Responses were expressed as PWT (Newton per meter, N m−1), ∆AWT (active tension: baseline subtracted tension, N m−1), or % of precontraction. Results are presented as mean ± SEM with n = number of artery segments and N = number of animals. Differences in means between mice and rats were analyzed by unpaired t‐test. A P‐value < 0.05 was considered statistically significant.

Compliance with design and statistical analysis requirements

Statistical analysis (t‐test) was only performed on groups of n > 5 (Table 1). For the length‐tension studies, only artery segments exhibiting an active transmural pressure at IC0 > 13.3 kPa were included in the analysis (Mulvany and Halpern 1977). For the in vitro pharmacology studies, artery segments were included if they produced marked and reproducible force development in response to repetitive challenges with K‐PSS (4 repetitions of 5 min) and elicited ≥50% vasodilation in response to 10 μmol/L carbachol. The studies were randomized by selection of animals and organ baths of the myograph. Concentration‐dependent vasodilatory responses of artery segments were normalized as percentage of precontraction to adjust for minor differences in innervation and diameter between the artery segments.

Table 1

Estimated parameters from internal circumference (IC)‐tension relationship study of mouse and rat mesenteric resistance‐sized arteries

	Mouse	Rat	t‐test
n (N)	14 (8)	19 (7)	–
IC0 (μm)	526 ± 30.8	697 ± 16.0	**
IC100 (μm)	601 ± 39.4	830 ± 22.0	**
PWT0 (N m−1)	0.74 ± 0.07	0.76 ± 0.06	NS
ΔAWT0 (N m−1)	1.56 ± 0.11	3.47 ± 0.33	**
PWT‐IC slope, κ (N m−1·μm−1)	0.008 ± 0.0005	0.007 ± 0.0003	*
IC0/IC100	0.88 ± 0.02	0.84 ± 0.01	NS

IC0 represents the IC where maximal active wall tension, ΔAWT0, was developed, PWT0 is passive wall tension at IC0, and IC100 represents the IC the artery would have had when subjected to a passive transmural pressure of 100 mmHg. Values are presented as mean ± SEM with n = artery segments and N = animals. The statistical analysis was performed with an unpaired t‐test with *P < 0.05, **P < 0.01, and NS, not statistically significant.

Results

IC‐tension relationships in mouse and rat isolated MRAs

In the first series of experiments, an IC‐tension relationship study was performed in mouse and rat isolated MRA. The purpose was to determine the optimal IC for maximal active tension development and hence the optimal normalization ratio (i.e., IC0/IC100) in mouse MRA for future normalization procedures. Furthermore, we aimed to compare it to that of rat MRA. Figure 1 depicts the relationships between IC and passive (Fig. 1A) and active (Fig. 1B) wall tension developed in mouse and rat MRA. The characteristics of the investigated MRA are shown in Table 1.

Figure 1

Internal circumference (IC)‐tension relationships of mouse and rat mesenteric resistance‐sized arteries (MRA). (A) Passive and (B) active tension‐IC relationships of mouse 2nd order (filled labels and lines) and rat 3rd order (open labels and dashed lines) MRAs. The points represent each replicate artery segment fitted to (A) a mean exponential growth curve with 1/Y2 weighting and (B) a mean Gaussian distribution curve. See Table 1 for estimated parameters.

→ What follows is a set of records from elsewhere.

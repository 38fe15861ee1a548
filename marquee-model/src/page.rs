use std::num::NonZeroU32;

use crate::error::ModelError;

/// 1-based page number as understood by the remote API.
#[derive(Debug, Clone, Copy, PartialEq, Eq, PartialOrd, Ord, Hash)]
#[cfg_attr(feature = "serde", derive(serde::Serialize, serde::Deserialize))]
#[cfg_attr(feature = "serde", serde(transparent))]
pub struct PageIndex(NonZeroU32);

impl PageIndex {
    pub const FIRST: PageIndex = PageIndex(NonZeroU32::MIN);

    pub fn new(page: u32) -> Result<Self, ModelError> {
        NonZeroU32::new(page).map(PageIndex).ok_or_else(|| {
            ModelError::InvalidPage("page numbers start at 1".to_string())
        })
    }

    pub fn get(self) -> u32 {
        self.0.get()
    }

    /// The page that follows this one, saturating at `u32::MAX`.
    pub fn next(self) -> PageIndex {
        PageIndex(self.0.saturating_add(1))
    }

    /// The page that follows `full_pages` complete pages, saturating at
    /// `u32::MAX`.
    pub fn after_full_pages(full_pages: u32) -> PageIndex {
        PageIndex(NonZeroU32::MIN.saturating_add(full_pages))
    }

    /// Pages `1..=count`, in order.
    pub fn first_n(count: NonZeroU32) -> impl Iterator<Item = PageIndex> {
        (1..=count.get()).filter_map(NonZeroU32::new).map(PageIndex)
    }
}

impl Default for PageIndex {
    fn default() -> Self {
        PageIndex::FIRST
    }
}

impl From<NonZeroU32> for PageIndex {
    fn from(page: NonZeroU32) -> Self {
        PageIndex(page)
    }
}

impl std::fmt::Display for PageIndex {
    fn fmt(&self, f: &mut std::fmt::Formatter<'_>) -> std::fmt::Result {
        write!(f, "{}", self.0)
    }
}

/// Pagination block attached to list responses.
#[derive(Debug, Clone, Copy, PartialEq, Eq, Default)]
#[cfg_attr(feature = "serde", derive(serde::Serialize, serde::Deserialize))]
pub struct Pagination {
    pub current_page: u32,
    pub page_size: u32,
    #[cfg_attr(feature = "serde", serde(default))]
    pub total_pages: Option<u32>,
    #[cfg_attr(feature = "serde", serde(default))]
    pub total_items: Option<u64>,
}

impl Pagination {
    /// Whether the server reports pages beyond `current_page`. Unknown totals
    /// count as "more".
    pub fn has_more(&self) -> bool {
        self.total_pages
            .is_none_or(|total| self.current_page < total)
    }
}

/// Envelope returned by every list endpoint.
#[derive(Debug, Clone, PartialEq)]
#[cfg_attr(feature = "serde", derive(serde::Serialize, serde::Deserialize))]
pub struct PageResponse<T> {
    #[cfg_attr(feature = "serde", serde(default))]
    pub title: Option<String>,
    #[cfg_attr(
        feature = "serde",
        serde(
            default = "Vec::new",
            deserialize_with = "crate::de::vec_or_null",
            bound(deserialize = "T: serde::Deserialize<'de>")
        )
    )]
    pub data: Vec<T>,
    #[cfg_attr(feature = "serde", serde(default))]
    pub pagination: Option<Pagination>,
}

impl<T> PageResponse<T> {
    pub fn new(data: Vec<T>) -> Self {
        Self {
            title: None,
            data,
            pagination: None,
        }
    }

    pub fn empty() -> Self {
        Self::new(Vec::new())
    }

    pub fn with_pagination(mut self, pagination: Pagination) -> Self {
        self.pagination = Some(pagination);
        self
    }

    pub fn with_title(mut self, title: impl Into<String>) -> Self {
        self.title = Some(title.into());
        self
    }

    pub fn len(&self) -> usize {
        self.data.len()
    }

    pub fn is_empty(&self) -> bool {
        self.data.is_empty()
    }
}

impl<T> Default for PageResponse<T> {
    fn default() -> Self {
        Self::empty()
    }
}

#[cfg(test)]
mod tests {
    use super::*;

    #[test]
    fn page_zero_is_rejected() {
        assert!(PageIndex::new(0).is_err());
        assert_eq!(PageIndex::new(3).unwrap().get(), 3);
        assert_eq!(PageIndex::FIRST.next().get(), 2);
        assert_eq!(PageIndex::after_full_pages(0), PageIndex::FIRST);
        assert_eq!(PageIndex::after_full_pages(2).get(), 3);
    }

    #[test]
    fn first_n_is_ordered() {
        let pages: Vec<u32> = PageIndex::first_n(NonZeroU32::new(3).unwrap())
            .map(PageIndex::get)
            .collect();
        assert_eq!(pages, vec![1, 2, 3]);
    }

    #[test]
    fn has_more_respects_totals() {
        let last = Pagination {
            current_page: 4,
            page_size: 12,
            total_pages: Some(4),
            total_items: Some(40),
        };
        assert!(!last.has_more());
        let open = Pagination {
            total_pages: None,
            ..last
        };
        assert!(open.has_more());
    }

    #[cfg(feature = "serde")]
    #[test]
    fn null_data_decodes_as_empty_page() {
        let page: PageResponse<u32> =
            serde_json::from_str(r#"{"data": null}"#).unwrap();
        assert!(page.is_empty());
        assert!(page.pagination.is_none());
    }
}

The passive tension of the artery segments at IC0, that is, PWT0, was similar in mouse and rat MRA. However, the constant κ of the passive tension‐IC curve was significantly greater in mouse MRA compared to rat MRA, reflected by a steeper curve in mouse MRA (Fig. 1A).

The active tension‐IC relationships of both mouse and rat MRA were shown to be bell‐shaped around IC0 (Fig. 1B). Maximal ΔAWT developed at IC0 (ΔAWT0) was significantly greater in rat MRA compared to mouse MRA. However, there was no significant difference in the estimated normalization ratios, IC0/IC100, when comparing MRA from mice and rats (Table 1).

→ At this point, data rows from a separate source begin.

impl ApiClient {
    /// Client with the default 30s timeout and no application token.
    pub fn new(base_url: &str) -> Result<Self> {
        Self::build(base_url, None, DEFAULT_TIMEOUT)
    }

    /// Client built from the URL, application token and timeout of `config`.
    pub fn from_config(config: &ClientConfig) -> Result<Self> {
        Self::build(
            &config.backend_url,
            config.app_token.clone(),
            config.request_timeout,
        )
    }

    fn build(
        raw_url: &str,
        app_token: Option<String>,
        timeout: Duration,
    ) -> Result<Self> {
        let base_url = normalize_base_url(raw_url);
        if base_url != raw_url {
            warn!(
                "[ApiClient] Normalized base URL from '{}' to '{}'",
                raw_url, base_url
            );
        }
        Url::parse(&base_url).map_err(|source| ApiError::InvalidUrl {
            url: base_url.clone(),
            source,
        })?;

        let client = Client::builder().timeout(timeout).build()?;
        info!(
            "[ApiClient] Creating new API client with base URL: {}",
            base_url
        );

        Ok(Self {
            client,
            base_url,
            app_token: app_token.filter(|t| !t.trim().is_empty()),
            token_store: Arc::new(RwLock::new(None)),
        })
    }

    /// Send `token` as the application token.
    pub fn with_app_token(mut self, token: impl Into<String>) -> Self {
        self.app_token = Some(token.into());
        self
    }

    /// Normalized base URL, without a trailing slash.
    pub fn base_url(&self) -> &str {
        &self.base_url
    }

    /// Absolute URL for an API path.
    pub fn build_url(&self, path: &str) -> String {
        format!("{}/{}", self.base_url, path.trim_start_matches('/'))
    }

    /// Replace the session token; `None` signs out.
    pub async fn set_token(&self, token: Option<String>) {
        *self.token_store.write().await = token;
    }

    /// Current session token.
    pub async fn token(&self) -> Option<String> {
        self.token_store.read().await.clone()
    }

    /// Whether a session token is held.
    pub async fn is_authenticated(&self) -> bool {
        self.token_store.read().await.is_some()
    }

    /// Forget the session token. Purely local.
    pub async fn logout(&self) {
        self.set_token(None).await;
        debug!("[ApiClient] Session cleared");
    }

    fn request(&self, method: Method, path: &str) -> RequestBuilder {
        let builder = self
            .client
            .request(method, self.build_url(path))
            .header(CONTENT_TYPE, "application/json");
        match &self.app_token {
            Some(token) => builder.header(routes::headers::APP_TOKEN, token),
            None => builder,
        }
    }

    async fn authorized(
        &self,
        method: Method,
        path: &str,
    ) -> Result<RequestBuilder> {
        let token = self
            .token_store
            .read()
            .await
            .clone()
            .ok_or(ApiError::NotAuthenticated)?;
        Ok(self.request(method, path).bearer_auth(token))
    }

    /// Send and map non-success statuses.
    async fn send(
        &self,
        request: RequestBuilder,
        access: Access,
    ) -> Result<Response> {
        let response = request.send().await?;
        let status = response.status();
        if status.is_success() {
            return Ok(response);
        }

        if status == StatusCode::UNAUTHORIZED && access == Access::Session {
            warn!("[ApiClient] Session rejected by server, clearing token");
            self.set_token(None).await;
            return Err(ApiError::Unauthorized);
        }

        let body = response.text().await.unwrap_or_default();
        Err(ApiError::Status {
            status,
            message: error_message(&body),
        })
    }

    async fn execute<T: DeserializeOwned>(
        &self,
        request: RequestBuilder,
        access: Access,
    ) -> Result<T> {
        let response = self.send(request, access).await?;
        let bytes = response.bytes().await?;
        Ok(serde_json::from_slice(&bytes)?)
    }

    /// Like [`execute`](Self::execute) for endpoints whose body may be empty.
    async fn execute_ack(
        &self,
        request: RequestBuilder,
        access: Access,
    ) -> Result<Option<String>> {
        let response = self.send(request, access).await?;
        let bytes = response.bytes().await?;
        if bytes.iter().all(u8::is_ascii_whitespace) {
            return Ok(None);
        }
        let ack: Ack = serde_json::from_slice(&bytes).unwrap_or_default();
        Ok(ack.message)
    }

    async fn ranked(
        &self,
        route: &str,
        page: PageIndex,
        limit: usize,
    ) -> Result<PageResponse<MovieSummary>> {
        let query = ListQuery {
            q: None,
            page: page.get(),
            limit: ranked_limit(limit),
        };
        self.execute(self.request(Method::GET, route).query(&query), Access::Public)
            .await
    }

    /// One page of the most-popular ranking. `limit` is capped at 12.
    pub async fn most_popular(
        &self,
        page: PageIndex,
        limit: usize,
    ) -> Result<PageResponse<MovieSummary>> {
        self.ranked(routes::movies::MOST_POPULAR, page, limit).await
    }

    /// One page of the top-rated ranking. `limit` is capped at 12.
    pub async fn top_rated(
        &self,
        page: PageIndex,
        limit: usize,
    ) -> Result<PageResponse<MovieSummary>> {
        self.ranked(routes::movies::TOP_RATED, page, limit).await
    }

    /// One page of title matches for `query`, trimmed.
    pub async fn search(
        &self,
        query: &str,
        page: PageIndex,
        limit: usize,
    ) -> Result<PageResponse<MovieSummary>> {
        let query = ListQuery {
            q: Some(query.trim()),
            page: page.get(),
            limit,
        };
        self.execute(
            self.request(Method::GET, routes::movies::SEARCH).query(&query),
            Access::Public,
        )
        .await
    }

    /// Full record of one movie.
    pub async fn movie(&self, id: &MovieId) -> Result<MovieDetail> {
        let path = replace_param(routes::movies::ITEM, "{id}", id);
        self.execute(self.request(Method::GET, &path), Access::Public)
            .await
    }

    /// Full record of one person.
    pub async fn person(&self, id: &PersonId) -> Result<PersonDetail> {
        let path = replace_param(routes::persons::ITEM, "{id}", id);
        self.execute(self.request(Method::GET, &path), Access::Public)
            .await
    }

    /// Sign in and keep the returned token for later session requests.
    pub async fn login(&self, credentials: &Credentials) -> Result<Session> {
        let session: Session = self
            .execute(
                self.request(Method::POST, routes::auth::LOGIN)
                    .json(credentials),
                Access::Public,
            )
            .await?;
        self.set_token(Some(session.token.clone())).await;
        info!("[ApiClient] Signed in as {}", credentials.username);
        Ok(session)
    }

    /// Create an account. Returns the server's confirmation message, if any.
    pub async fn register(
        &self,
        registration: &Registration,
    ) -> Result<Option<String>> {
        self.execute_ack(
            self.request(Method::POST, routes::auth::REGISTER)
                .json(registration),
            Access::Public,
        )
        .await
    }

    /// Profile of the signed-in user.
    pub async fn profile(&self) -> Result<UserProfile> {
        let request =
            self.authorized(Method::GET, routes::users::PROFILE).await?;
        self.execute(request, Access::Session).await
    }

    /// One page of the signed-in user's favorites.
    pub async fn favorites(
        &self,
        page: PageIndex,
        limit: usize,
    ) -> Result<PageResponse<MovieSummary>> {
        let query = ListQuery {
            q: None,
            page: page.get(),
            limit,
        };
        let request = self
            .authorized(Method::GET, routes::users::FAVORITES)
            .await?
            .query(&query);
        let payload: FavoritesPayload =
            self.execute(request, Access::Session).await?;
        Ok(payload.into_page(page))
    }

    /// Returns the server's confirmation message, if any.
    pub async fn add_favorite(&self, id: &MovieId) -> Result<Option<String>> {
        let path = replace_param(routes::users::FAVORITE_ITEM, "{id}", id);
        let request = self.authorized(Method::POST, &path).await?;
        self.execute_ack(request, Access::Session).await
    }

    /// Returns the server's confirmation message, if any.
    pub async fn remove_favorite(
        &self,
        id: &MovieId,
    ) -> Result<Option<String>> {
        let path = replace_param(routes::users::FAVORITE_ITEM, "{id}", id);
        let request = self.authorized(Method::DELETE, &path).await?;
        self.execute_ack(request, Access::Session).await
    }

    /// Fetch pages `1..=pages` of a feed concurrently and merge them in page
    /// order, for callers that want a one-shot list instead of a window.
    ///
    /// Title and pagination come from page 1, falling back to the feed title
    /// and a `{ current_page: 1, page_size }` block.
    pub async fn prefetch_first_pages(
        &self,
        feed: &Feed,
        pages: NonZeroU32,
        page_size: usize,
    ) -> Result<PageResponse<MovieSummary>> {
        let responses = try_join_all(
            PageIndex::first_n(pages)
                .map(|page| feed.fetch(self, page, page_size)),
        )
        .await?;

        let mut responses = responses.into_iter();
        let first = responses.next().unwrap_or_default();
        let title = first
            .title
            .filter(|t| !t.trim().is_empty())
            .unwrap_or_else(|| feed.title());
        let pagination = first.pagination.unwrap_or(Pagination {
            current_page: 1,
            page_size: u32::try_from(page_size).unwrap_or(u32::MAX),
            total_pages: None,
            total_items: None,
        });
        let data = first
            .data
            .into_iter()
            .chain(responses.flat_map(|page| page.data))
            .collect();

        Ok(PageResponse {
            title: Some(title),
            data,
            pagination: Some(pagination),
        })
    }
}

In the second series of experiments, a selected group of vasoactive agonists were investigated for their ability to constrict or dilate isolated MRA from C57BL/6 mice.

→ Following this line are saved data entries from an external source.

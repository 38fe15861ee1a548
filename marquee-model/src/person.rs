use crate::ids::PersonId;
use crate::movie::MovieSummary;

#[cfg(feature = "serde")]
use serde::{Deserialize, Serialize};

#[derive(Debug, Clone, PartialEq, Eq, Hash)]
#[cfg_attr(feature = "serde", derive(Serialize, Deserialize))]
pub struct PersonSummary {
    pub id: PersonId,
    #[cfg_attr(feature = "serde", serde(default))]
    pub name: String,
    #[cfg_attr(feature = "serde", serde(default))]
    pub image: Option<String>,
    #[cfg_attr(feature = "serde", serde(default))]
    pub role: Option<String>,
}

/// Full person record from `GET /api/persons/{id}`.
#[derive(Debug, Clone, PartialEq, Eq)]
#[cfg_attr(feature = "serde", derive(Serialize, Deserialize))]
pub struct PersonDetail {
    pub id: PersonId,
    #[cfg_attr(feature = "serde", serde(default))]
    pub name: String,
    #[cfg_attr(feature = "serde", serde(default))]
    pub image: Option<String>,
    #[cfg_attr(feature = "serde", serde(default))]
    pub role: Option<String>,
    #[cfg_attr(feature = "serde", serde(default))]
    pub summary: Option<String>,
    #[cfg_attr(feature = "serde", serde(default))]
    pub birth_date: Option<String>,
    #[cfg_attr(feature = "serde", serde(default))]
    pub death_date: Option<String>,
    #[cfg_attr(
        feature = "serde",
        serde(default, deserialize_with = "crate::de::opt_string")
    )]
    pub height: Option<String>,
    #[cfg_attr(feature = "serde", serde(default))]
    pub awards: Option<String>,
    #[cfg_attr(
        feature = "serde",
        serde(default, deserialize_with = "crate::de::vec_or_null")
    )]
    pub known_for: Vec<MovieSummary>,
}

impl PersonDetail {
    pub fn summary(&self) -> PersonSummary {
        PersonSummary {
            id: self.id.clone(),
            name: self.name.clone(),
            image: self.image.clone(),
            role: self.role.clone(),
        }
    }
}

#[cfg(feature = "chrono")]
impl PersonDetail {
    pub fn birth_date_display(&self) -> Option<String> {
        self.birth_date.as_deref().map(format_date)
    }

    pub fn death_date_display(&self) -> Option<String> {
        self.death_date.as_deref().map(format_date)
    }
}

/// Render `YYYY-MM-DD` (optionally followed by a time part) as
/// `Month D, YYYY`. Anything else is returned verbatim.
#[cfg(feature = "chrono")]
pub fn format_date(raw: &str) -> String {
    let date_part = raw.get(..10).unwrap_or(raw);
    match chrono::NaiveDate::parse_from_str(date_part, "%Y-%m-%d") {
        Ok(date) => date.format("%B %-d, %Y").to_string(),
        Err(_) => raw.to_string(),
    }
}

#[cfg(all(test, feature = "chrono"))]
mod tests {
    use super::format_date;

    #[test]
    fn formats_iso_dates_and_keeps_free_text() {
        assert_eq!(format_date("1958-10-16"), "October 16, 1958");
        assert_eq!(format_date("1958-10-16T00:00:00Z"), "October 16, 1958");
        assert_eq!(format_date("circa 1900"), "circa 1900");
    }
}
use std::path::PathBuf;

use marquee_model::{ModelError, PageIndex};
use reqwest::StatusCode;
use thiserror::Error;

/// Boxed error from an injected page source.
pub type SourceError = Box<dyn std::error::Error + Send + Sync + 'static>;

/// Failures of a window cache or spotlight.
#[derive(Error, Debug)]
pub enum WindowError {
    /// Sizes that cannot form a window
    #[error("Invalid window configuration: {0}")]
    InvalidConfig(String),

    /// Another bootstrap of the same cache is still running
    #[error("Bootstrap already in flight")]
    BootstrapInFlight,

    /// A bootstrap page failed; nothing was kept
    #[error("Bootstrap failed on page {page}: {source}")]
    Bootstrap {
        /// Page that failed
        page: PageIndex,
        /// Error from the page source
        #[source]
        source: SourceError,
    },

    /// An advance could not load the next page
    #[error("Failed to load page {page}: {source}")]
    PageFetch {
        /// Page that failed
        page: PageIndex,
        /// Error from the page source
        #[source]
        source: SourceError,
    },
}

/// Failures of an [`ApiClient`](crate::ApiClient) call.
#[derive(Error, Debug)]
pub enum ApiError {
    /// Connection, timeout or body failure
    #[error("HTTP error: {0}")]
    Transport(#[from] reqwest::Error),

    /// Non-success response
    #[error("API error: {}{}", status.as_u16(), message.as_deref().map(|m| format!(" ({m})")).unwrap_or_default())]
    Status {
        /// Response status
        status: StatusCode,
        /// `message` or `error` field of the body
        message: Option<String>,
    },

    /// The session token was rejected and has been cleared
    #[error("Unauthorized - please login again")]
    Unauthorized,

    /// A session endpoint was called without a token
    #[error("Not signed in")]
    NotAuthenticated,

    /// The base URL does not parse
    #[error("Invalid backend URL '{url}': {source}")]
    InvalidUrl {
        /// Normalized URL
        url: String,
        /// Parse failure
        #[source]
        source: url::ParseError,
    },

    /// Body did not match the expected shape
    #[error("Serialization error: {0}")]
    Serialization(#[from] serde_json::Error),

    /// A value failed model validation
    #[error(transparent)]
    Model(#[from] ModelError),
}

/// Failures while loading a [`ClientConfig`](crate::ClientConfig).
#[derive(Error, Debug)]
pub enum ConfigError {
    /// The config file could not be read
    #[error("Failed to read config file {}: {source}", path.display())]
    Read {
        /// Config file
        path: PathBuf,
        /// I/O failure
        #[source]
        source: std::io::Error,
    },

    /// The config file is not valid TOML for the known keys
    #[error("Failed to parse config file {}: {source}", path.display())]
    Parse {
        /// Config file
        path: PathBuf,
        /// TOML failure
        #[source]
        source: toml::de::Error,
    },

    /// A value could not be parsed
    #[error("Invalid value for {key}: {message}")]
    InvalidValue {
        /// Variable or file key
        key: &'static str,
        /// What was wrong
        message: String,
    },

    /// The sizes do not form a valid window
    #[error(transparent)]
    Window(#[from] WindowError),
}

/// Result of an API call
pub type Result<T> = std::result::Result<T, ApiError>;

Basic mechanical properties of the investigated mouse MRA including normalized IC (IC0 = 0.9·IC100), tension in PSS, and K‐PSS‐mediated vasoconstriction are summarized in Table 2. Moreover, the estimated pEC50 values of the selected vasoactive agents in mouse MRA are summarized in Table 3. For comparison, Table 3 includes pEC50 values of the selected agonists from the literature, where available, estimated in mouse, rat, and human mesenteric arteries.

Table 2

Characteristics of mouse mesenteric resistance‐sized artery segments used for in vitro pharmacological characterization

Parameter
n (N)	22 (14)
IC0 (μm)	602 ± 26.8
Tension in PSS (N m−1)	0.61 ± 0.05
Active tension in K‐PSS (N m−1)	1.28 ± 0.09

Wall tension is expressed as Newton per meter, N m−1. IC0 equals 0.9·IC100 where IC100 represents the internal circumference the artery would have had when subjected to a passive transmural pressure of 100 mmHg. PSS refers to physiological salt solution, K‐PSS is PSS where all sodium is replaced with with an equimolar amount of potassium resulting in a total K+ concentration of 125 mmol/L. Tension in K‐PSS represents the total wall tension minus wall tension in PSS. Values are expressed as mean ± SEM with n = artery segments and N = animals.

Table 3

pEC50 values of selected vasoactive agents in mouse, rat, and human mesenteric arteries

	Mouse				Rat		Human
	Estimated		Literature		Literature		Literature
Phenylephrine	6.35 ± 0.15	(6)	7.73	Longo et al. (2005)	5.65–6.2	Buus et al. (1994); Dhawan et al. (2004); Labruijere et al. (2013)
Noradrenaline	5.68 ± 0.12	(9)	6.59	Kleinbongard et al. (2013)	5.77–6.79	Nielsen and Mulvany (1990); Buus et al. (1994); Hutri‐Kahonen et al. (1999)	6.06–6.24	Muller‐Schweinitzer et al. (1997); Hutri‐Kahonen et al. (1999); Ferrero et al. (2013)
Sarafotoxin 6c	8.65 ± 0.14	(10)
Carbachol	6.09 ± 0.11	(11)	5.59	Kleinbongard et al. (2013)	6.51–7.28	Vuylsteke et al. (2001); Wheal et al. (2012)	6.40*	Hutri‐Kahonen et al. (1999)
SNP	7.81 ± 0.26	(5)	6.49–9.49	Hassanain et al. (2013); Kleinbongard et al. (2013)			6.72	Muller‐Schweinitzer et al. (1997)
Retigabine	5.56 ± 0.09	(4)	5.52	Schleifenbaum et al. (2010)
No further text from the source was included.